Providence frames it differently. Providence helped Hoag build up its medical group, diagnostics, ambulatory surgery centers, orthopedic services and mental health offerings, said Erik Wexler, president of operations and strategy for the 51-hosptial system's southern footprint. The system also deployed the Epic electronic health record platform across Hoag's network, he said.
"If someone says nothing in population health improved, that wasn't the case," Wexler said. "Their improvements in quality and patient satisfaction have exceeded their own care standards, which illustrates the benefits of being together."
The court proceedings won't change day-to-day operations with Hoag, Wexler said, lauding the hospital and its medical staff. But it may slow long-term initiatives, he said.

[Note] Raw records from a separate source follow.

//! Core types for sitlog-core.
//!
//! This module defines the fundamental data structures shared across all
//! engine layers: the raw [`SessionEntry`], its course reference
//! [`CourseRef`], and the provenance-tagged [`LogRecord`].
//!
//! The host app has shipped two generations of the persisted record shape.
//! Everything here deserializes *any* JSON object without failing: fields
//! whose value does not match the expected shape are left untouched in the
//! entry's `extra` map, so re-serialization reproduces the original wire
//! bytes field-for-field. Structural tolerance lives here; the decision of
//! what to *do* with an odd record belongs to [`crate::bucket`].

use serde::de::DeserializeOwned;
use serde::{Deserialize, Serialize};
use serde_json::{Map, Value};
use std::fmt;
use std::hash::{Hash, Hasher};

/// Which persisted collection a record came from.
#[derive(Debug, Clone, Copy, PartialEq, Eq, Hash)]
pub enum SourceId {
    /// The regular course log collection.
    Primary,
    /// The mala (repetition-count) log collection.
    Mala,
}

impl fmt::Display for SourceId {
    fn fmt(&self, f: &mut fmt::Formatter<'_>) -> fmt::Result {
        match self {
            SourceId::Primary => write!(f, "primary"),
            SourceId::Mala => write!(f, "mala"),
        }
    }
}

/// A record identifier as it appears on the wire.
///
/// Older records carry a numeric sequence value, newer ones an opaque hex
/// token. Equality and hashing go through the string rendering so the two
/// origins compare uniformly; serialization keeps the original shape.
#[derive(Debug, Clone, Serialize, Deserialize)]
#[serde(untagged)]
pub enum RecordId {
    Seq(serde_json::Number),
    Token(String),
}

impl RecordId {
    pub fn to_value(&self) -> Value {
        match self {
            RecordId::Seq(n) => Value::Number(n.clone()),
            RecordId::Token(s) => Value::String(s.clone()),
        }
    }
}

impl fmt::Display for RecordId {
    fn fmt(&self, f: &mut fmt::Formatter<'_>) -> fmt::Result {
        match self {
            RecordId::Seq(n) => write!(f, "{n}"),
            RecordId::Token(s) => write!(f, "{s}"),
        }
    }
}

impl PartialEq for RecordId {
    fn eq(&self, other: &Self) -> bool {
        self.to_string() == other.to_string()
    }
}

impl Eq for RecordId {}

impl Hash for RecordId {
    fn hash<H: Hasher>(&self, state: &mut H) {
        self.to_string().hash(state);
    }
}

/// A category value with two wire representations: an integer code in the
/// older schema, a symbolic string in the newer one. Used for `feeling` and
/// `place`. Passed through as-is, never normalized.
#[derive(Debug, Clone, PartialEq, Serialize, Deserialize)]
#[serde(untagged)]
pub enum CategoryValue {
    Code(i64),
    Symbol(String),
}

impl CategoryValue {
    pub fn to_value(&self) -> Value {
        match self {
            CategoryValue::Code(n) => Value::from(*n),
            CategoryValue::Symbol(s) => Value::String(s.clone()),
        }
    }
}

/// Course reference embedded in every log entry, classified by schema
/// generation.
///
/// The only documented drift between the two generations: the newer schema
/// dropped `code` for the "Custom" course type. A present `code` classifies
/// the value as [`CourseRef::Legacy`]; an absent (or non-string) `code`
/// classifies it as [`CourseRef::Current`].
#[derive(Debug, Clone, PartialEq)]
pub enum CourseRef {
    Legacy(LegacyCourseRef),
    Current(CurrentCourseRef),
}

/// Pre-drift course shape: `code` is always present.
#[derive(Debug, Clone, PartialEq)]
pub struct LegacyCourseRef {
    pub id: Option<i64>,
    pub name: Option<String>,
    pub code: String,
    pub is_mala_course: Option<bool>,
    /// Wire fields this crate does not model, preserved verbatim.
    pub extra: Map<String, Value>,
}

/// Post-drift course shape: no `code` field.
#[derive(Debug, Clone, PartialEq)]
pub struct CurrentCourseRef {
    pub id: Option<i64>,
    pub name: Option<String>,
    pub is_mala_course: Option<bool>,
    /// Wire fields this crate does not model, preserved verbatim.
    pub extra: Map<String, Value>,
}

impl CourseRef {
    pub fn id(&self) -> Option<i64> {
        match self {
            CourseRef::Legacy(c) => c.id,
            CourseRef::Current(c) => c.id,
        }
    }

    pub fn name(&self) -> Option<&str> {
        match self {
            CourseRef::Legacy(c) => c.name.as_deref(),
            CourseRef::Current(c) => c.name.as_deref(),
        }
    }

    /// The categorical course code. `None` for the post-drift shape.
    pub fn code(&self) -> Option<&str> {
        match self {
            CourseRef::Legacy(c) => Some(&c.code),
            CourseRef::Current(_) => None,
        }
    }

    pub fn is_mala_course(&self) -> bool {
        let (field, extra) = match self {
            CourseRef::Legacy(c) => (c.is_mala_course, &c.extra),
            CourseRef::Current(c) => (c.is_mala_course, &c.extra),
        };
        // Some snapshots spell the flag in camelCase; those stay in `extra`
        // so round-trips keep the original key.
        field
            .or_else(|| extra.get("isMalaCourse").and_then(Value::as_bool))
            .unwrap_or(false)
    }

    pub fn to_value(&self) -> Value {
        let (id, name, is_mala_course, extra) = match self {
            CourseRef::Legacy(c) => (c.id, &c.name, c.is_mala_course, &c.extra),
            CourseRef::Current(c) => (c.id, &c.name, c.is_mala_course, &c.extra),
        };
        let mut out = extra.clone();
        if let Some(id) = id {
            out.insert("id".to_string(), Value::from(id));
        }
        if let Some(name) = name {
            out.insert("name".to_string(), Value::String(name.clone()));
        }
        if let CourseRef::Legacy(c) = self {
            out.insert("code".to_string(), Value::String(c.code.clone()));
        }
        if let Some(mala) = is_mala_course {
            out.insert("is_mala_course".to_string(), Value::Bool(mala));
        }
        Value::Object(out)
    }

    fn from_map(mut raw: Map<String, Value>) -> Self {
        let code: Option<String> = take_field(&mut raw, "code");
        let id = take_field(&mut raw, "id");
        let name = take_field(&mut raw, "name");
        let is_mala_course = take_field(&mut raw, "is_mala_course");
        match code {
            Some(code) => CourseRef::Legacy(LegacyCourseRef {
                id,
                name,
                code,
                is_mala_course,
                extra: raw,
            }),
            None => CourseRef::Current(CurrentCourseRef {
                id,
                name,
                is_mala_course,
                extra: raw,
            }),
        }
    }
}

impl Serialize for CourseRef {
    fn serialize<S: serde::Serializer>(&self, serializer: S) -> Result<S::Ok, S::Error> {
        self.to_value().serialize(serializer)
    }
}

impl<'de> Deserialize<'de> for CourseRef {
    fn deserialize<D: serde::Deserializer<'de>>(deserializer: D) -> Result<Self, D::Error> {
        let raw = Map::<String, Value>::deserialize(deserializer)?;
        Ok(CourseRef::from_map(raw))
    }
}

/// One raw session log entry, as persisted by the host app.
///
/// Every modeled field is optional: a field that is absent, null, or of an
/// unexpected shape stays in `extra` and the typed slot is `None`. The
/// entry is a read-only snapshot; the engine never rewrites a value.
#[derive(Debug, Clone, PartialEq)]
pub struct SessionEntry {
    pub id: Option<RecordId>,
    /// Epoch-millisecond session timestamp.
    pub date: Option<i64>,
    /// Human-readable date string. Older schema only.
    pub date_string: Option<String>,
    /// Session duration in seconds.
    pub elapsed: Option<i64>,
    pub feeling: Option<CategoryValue>,
    pub place: Option<CategoryValue>,
    pub notes: Option<String>,
    pub course: Option<CourseRef>,
    /// Wire fields this crate does not model, preserved verbatim. Also
    /// holds the original value of any modeled field that failed tolerant
    /// extraction, so round-trips lose nothing.
    pub extra: Map<String, Value>,
}

impl SessionEntry {
    /// Tolerantly extract the modeled fields from a raw wire object.
    /// Never fails: unextractable values stay in `extra`.
    pub fn from_map(mut raw: Map<String, Value>) -> Self {
        let id = take_field(&mut raw, "id");
        let date = take_field(&mut raw, "date");
        let date_string = take_field(&mut raw, "dateString");
        let elapsed = take_field(&mut raw, "elapsed");
        let feeling = take_field(&mut raw, "feeling");
        let place = take_field(&mut raw, "place");
        let notes = take_field(&mut raw, "notes");
        let course = take_field(&mut raw, "course");
        Self {
            id,
            date,
            date_string,
            elapsed,
            feeling,
            place,
            notes,
            course,
            extra: raw,
        }
    }

    /// Rebuild the wire object: `extra` plus every extracted field under
    /// its original key.
    pub fn to_map(&self) -> Map<String, Value> {
        let mut out = self.extra.clone();
        if let Some(id) = &self.id {
            out.insert("id".to_string(), id.to_value());
        }
        if let Some(date) = self.date {
            out.insert("date".to_string(), Value::from(date));
        }
        if let Some(ds) = &self.date_string {
            out.insert("dateString".to_string(), Value::String(ds.clone()));
        }
        if let Some(elapsed) = self.elapsed {
            out.insert("elapsed".to_string(), Value::from(elapsed));
        }
        if let Some(feeling) = &self.feeling {
            out.insert("feeling".to_string(), feeling.to_value());
        }
        if let Some(place) = &self.place {
            out.insert("place".to_string(), place.to_value());
        }
        if let Some(notes) = &self.notes {
            out.insert("notes".to_string(), Value::String(notes.clone()));
        }
        if let Some(course) = &self.course {
            out.insert("course".to_string(), course.to_value());
        }
        out
    }

    /// Session duration clamped to zero, for aggregation.
    pub fn elapsed_secs(&self) -> u64 {
        self.elapsed.map(|e| e.max(0) as u64).unwrap_or(0)
    }

    /// Non-empty notes text, if any.
    pub fn notes_text(&self) -> Option<&str> {
        self.notes.as_deref().filter(|n| !n.is_empty())
    }

    /// The calendar date of the session.
    ///
    /// Prefers `dateString`: the epoch-ms `date` is known to drift around
    /// midnight when the host app applies a timezone. Falls back to `date`
    /// for newer records that no longer carry `dateString`.
    pub fn calendar_date(&self) -> Option<chrono::NaiveDate> {
        if let Some(ds) = &self.date_string {
            if let Some(prefix) = ds.get(..10) {
                if let Ok(date) = chrono::NaiveDate::parse_from_str(prefix, "%Y-%m-%d") {
                    return Some(date);
                }
            }
        }
        self.date
            .and_then(chrono::DateTime::from_timestamp_millis)
            .map(|dt| dt.date_naive())
    }

    /// The record id rendered for logs and error reports.
    pub fn display_id(&self) -> String {
        match &self.id {
            Some(id) => id.to_string(),
            None => "<no id>".to_string(),
        }
    }
}

impl Serialize for SessionEntry {
    fn serialize<S: serde::Serializer>(&self, serializer: S) -> Result<S::Ok, S::Error> {
        self.to_map().serialize(serializer)
    }
}

impl<'de> Deserialize<'de> for SessionEntry {
    fn deserialize<D: serde::Deserializer<'de>>(deserializer: D) -> Result<Self, D::Error> {
        let raw = Map::<String, Value>::deserialize(deserializer)?;
        Ok(SessionEntry::from_map(raw))
    }
}

/// A merged log record tagged with the collection it came from.
///
/// The discriminant is set explicitly by [`crate::merge::merge`]; nothing
/// downstream ever infers provenance from position. Serializes as the
/// entry's wire fields plus an `isMalaRecord` flag.
#[derive(Debug, Clone, PartialEq)]
pub enum LogRecord {
    Regular(SessionEntry),
    Mala(SessionEntry),
}

impl LogRecord {
    pub fn entry(&self) -> &SessionEntry {
        match self {
            LogRecord::Regular(e) | LogRecord::Mala(e) => e,
        }
    }

    pub fn is_mala(&self) -> bool {
        matches!(self, LogRecord::Mala(_))
    }

    pub fn source(&self) -> SourceId {
        match self {
            LogRecord::Regular(_) => SourceId::Primary,
            LogRecord::Mala(_) => SourceId::Mala,
        }
    }

    pub fn to_value(&self) -> Value {
        let mut map = self.entry().to_map();
        map.insert("isMalaRecord".to_string(), Value::Bool(self.is_mala()));
        Value::Object(map)
    }
}

impl Serialize for LogRecord {
    fn serialize<S: serde::Serializer>(&self, serializer: S) -> Result<S::Ok, S::Error> {
        self.to_value().serialize(serializer)
    }
}

/// Remove `key` from `raw` and parse it as `T`. A null, absent, or
/// shape-mismatched value is left in place and yields `None`.
fn take_field<T: DeserializeOwned>(raw: &mut Map<String, Value>, key: &str) -> Option<T> {
    let value = raw.remove(key)?;
    if value.is_null() {
        raw.insert(key.to_string(), value);
        return None;
    }
    match serde_json::from_value(value.clone()) {
        Ok(parsed) => Some(parsed),
        Err(_) => {
            raw.insert(key.to_string(), value);
            None
        }
    }
}

/// Short JSON type name for error messages.
pub fn json_type_name(value: &Value) -> &'static str {
    match value {
        Value::Null => "null",
        Value::Bool(_) => "a boolean",
        Value::Number(_) => "a number",
        Value::String(_) => "a string",
        Value::Array(_) => "an array",
        Value::Object(_) => "an object",
    }
}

"It may slow down other innovative opportunities because the parties are waiting to learn about what the court feels," Wexler said. A trial date is set for April 2022.
Higgins said the cultures didn't align either.
Hoag requested to change bedside monitors so that it would alert the nurses station when vital signs were off, rather than wake the patient. Higgins said Hoag allegedly couldn't get Providence's approval because it "wasn't part of Providence's program," he said.
"It was one of a thousand pin pricks where the corporatized parent wouldn't allow a financially well-endowed, fast-moving hospital to do what it needed at the physician level," Higgins said.
"Decision-making was so far removed from the community, it was a hindrance to community care," Braithwaite said. "There's an undermining of the commitment to the level of service and quality for the purpose of strengthening the financials at Providence. It felt counter-directional and certainly counter-cultural."
Wexler rebutted the claims that Providence stripped Hoag of its authority, saying that "nothing could be further in the truth." There are corporate offices in Irvine, he noted, adding that it is "really unfortunate Hoag is trying to pull apart a system of care that's all within a 20-mile radius."
Providence acquired St. Joseph Health in 2016. At that point, all of Providence's focus was on improving St. Joseph's financials and it tabled its population health initiative with Hoag, Braithwaite said.
Providence's operating income declined $536 million from 2015 to 2016, posting 1.4% and -1.2% operating margins, respectively. The group of Orange County, Calif., hospitals, including Hoag, helped mitigate losses incurred at Seattle's Swedish Health—which Providence acquired in 2012—and Providence's Los Angeles operations. Hoag's operating margin exceeded 5% from 2015 to 2019, according to the Office of Statewide Health Planning and Development data.
Southern California represents more than 30% of Providence's operating revenue. That share increased from 29% in 2018 to 32% in 2020.
Hoag accounts for less than 6% of Providence's operating revenue, Providence said in its 2020 earnings report. But that's an oversimplification, said Nathan Kaufman, founder and managing director of the healthcare consultancy Kaufman Strategic Advisors.
"Hoag is such a significant part of Providence's financial performance, but they don't have a say commensurate with that," he said.